The result was tasty but not quite as photgenic as I’d hoped. It turns out it’s not easy to spread a nice even layer of cream cheese on a thin slice of ham:

I forgot worse appetizer. I enjoy most non-desserty-sweet foods on some level or another and I can’t think of a typical appetizer (or hors devours or party munchie) I dislike. There is plenty I probably won’t bother with, though. I’m seldom interested in whatever’s in the bread basket and basically never use butter for bread alone. I’ll pass on popcorn. I wish restaurant nachos were ever good but they never get above fair. Cold shrimp cocktail checks the ‘fancy’ box but that’s all. Whatever flatbread is supposed to be makes me wish it was pizza, crackers, bread.
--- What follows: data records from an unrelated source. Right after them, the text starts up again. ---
//! Typed objects: the cached, kind-fixed wrappers the resolver hands out.
//!
//! An [`Object`] owns nothing but its raw record.  Cross-references are held
//! as identifiers and resolved on first access through a `Weak` back-pointer
//! into the graph, so the document can drop the whole structure at once no
//! matter how tangled the logical reference graph is.
//!
//! Reference accessors come in three shapes:
//! - [`Object::resolve_field`] — mandatory single reference;
//! - [`Object::resolve_field_opt`] — optional single reference;
//! - [`Object::resolve_seq_field`] — ordered sequence with *per-element*
//!   results, so one dangling entry fails that entry and nothing else.  The
//!   typed views collect these fail-fast; the audit path keeps walking.

use crate::error::{Error, Result};
use crate::kind::ObjectKind;
use crate::record::{ObjectId, RawRecord};
use crate::resolver::Graph;
use crate::views;
use std::rc::{Rc, Weak};

/// Shared handle to a typed object.  Two resolutions of the same identifier
/// always return handles for which [`Rc::ptr_eq`] holds.
pub type ObjRef = Rc<Object>;

pub struct Object {
    record: Rc<RawRecord>,
    graph:  Weak<Graph>,
}

impl Object {
    pub(crate) fn new(record: Rc<RawRecord>, graph: Weak<Graph>) -> Self {
        Object { record, graph }
    }

    pub fn id(&self) -> &ObjectId {
        self.record.id()
    }

    /// Fixed at construction from the record's discriminant.
    pub fn kind(&self) -> ObjectKind {
        self.record.kind()
    }

    pub fn isa(&self) -> &str {
        self.record.isa()
    }

    /// The untyped field map.  Escape hatch for Unknown kinds and for
    /// fields no view exposes.
    pub fn record(&self) -> &RawRecord {
        &self.record
    }

    fn graph(&self) -> Result<Rc<Graph>> {
        self.graph
            .upgrade()
            .ok_or_else(|| Error::Detached(self.id().clone()))
    }

    // ── Reference resolution ─────────────────────────────────────────────────

    /// Resolve a mandatory single-identifier field.
    pub fn resolve_field(&self, field: &str) -> Result<ObjRef> {
        self.resolve_field_opt(field)?.ok_or_else(|| Error::MissingField {
            id:    self.id().clone(),
            field: field.to_owned(),
        })
    }

    /// Resolve an optional single-identifier field.  A present identifier
    /// with no record behind it is a `DanglingReference`, not `None`.
    pub fn resolve_field_opt(&self, field: &str) -> Result<Option<ObjRef>> {
        match self.record.id_field(field)? {
            None => Ok(None),
            Some(target) => self.resolve_target(field, target).map(Some),
        }
    }

    /// Resolve an identifier-sequence field, source order preserved.
    ///
    /// The outer `Result` covers the field itself (mis-shaped value); each
    /// element carries its own `Result` so a dangling entry is scoped to
    /// that entry and the caller decides between fail-fast and
    /// skip-and-report.
    pub fn resolve_seq_field(&self, field: &str) -> Result<Vec<Result<ObjRef>>> {
        let targets = self.record.id_seq(field)?;
        Ok(targets
            .into_iter()
            .map(|target| self.resolve_target(field, target))
            .collect())
    }

    /// Fail-fast collection of [`Object::resolve_seq_field`].
    pub fn resolve_seq_strict(&self, field: &str) -> Result<Vec<ObjRef>> {
        self.resolve_seq_field(field)?.into_iter().collect()
    }

    fn resolve_target(&self, field: &str, target: ObjectId) -> Result<ObjRef> {
        match self.graph()?.resolve(&target) {
            Ok(obj) => Ok(obj),
            Err(Error::NotFound(target)) => Err(Error::DanglingReference {
                owner: self.id().clone(),
                field: field.to_owned(),
                target,
            }),
            Err(other) => Err(other),
        }
    }

    // ── Kind-checked downcasts ───────────────────────────────────────────────

    pub(crate) fn expect_kind(&self, expected: ObjectKind) -> Result<()> {
        if self.kind() == expected {
            Ok(())
        } else {
            Err(self.mismatch(expected.name()))
        }
    }

    pub(crate) fn mismatch(&self, expected: &'static str) -> Error {
        Error::TypeMismatch {
            id:       self.id().clone(),
            expected,
            found:    self.kind(),
        }
    }

    pub fn as_project(&self) -> Result<views::Project<'_>> {
        views::Project::over(self)
    }

    pub fn as_native_target(&self) -> Result<views::NativeTarget<'_>> {
        views::NativeTarget::over(self)
    }

    pub fn as_file_reference(&self) -> Result<views::FileReference<'_>> {
        views::FileReference::over(self)
    }

    pub fn as_group(&self) -> Result<views::Group<'_>> {
        views::Group::over(self)
    }

    pub fn as_build_phase(&self) -> Result<views::BuildPhase<'_>> {
        views::BuildPhase::over(self)
    }

    pub fn as_build_file(&self) -> Result<views::BuildFile<'_>> {
        views::BuildFile::over(self)
    }

    pub fn as_build_configuration(&self) -> Result<views::BuildConfiguration<'_>> {
        views::BuildConfiguration::over(self)
    }

    pub fn as_configuration_list(&self) -> Result<views::ConfigurationList<'_>> {
        views::ConfigurationList::over(self)
    }

    pub fn as_container_item_proxy(&self) -> Result<views::ContainerItemProxy<'_>> {
        views::ContainerItemProxy::over(self)
    }

    pub fn as_reference_proxy(&self) -> Result<views::ReferenceProxy<'_>> {
        views::ReferenceProxy::over(self)
    }

    pub fn as_target_dependency(&self) -> Result<views::TargetDependency<'_>> {
        views::TargetDependency::over(self)
    }
}

impl std::fmt::Debug for Object {
    fn fmt(&self, f: &mut std::fmt::Formatter<'_>) -> std::fmt::Result {
        f.debug_struct("Object")
            .field("id", self.id())
            .field("isa", &self.isa())
            .finish()
    }
}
This I like! Brainstorming here:
For the pickles, I’d try some baby dills and some sweets and cut them into thinner ribbons or perhaps matchsticks and layer those in for a little more texture and a sweet/sour hit And mortadella is calling my name today so I’ll sub that in for the ham. The difficult cream cheese might be chilled and formed with plastic or parchment paper. And I think there’s room for one more little touch of something… Olive? Celery seed? Roast red pepper? Herb up the cream cheese?

I’ve been eating these wonderful things lately, and I have no idea what they’re called - they’re pickled spicy cherry peppers (pimentos), stuffed with cream cheese, in olive oil. Anybody heard of these? I thing they’re Spanish in origin.

Wow, I’ve cooked bacon sous vide in the original packaging many times and never had a problem.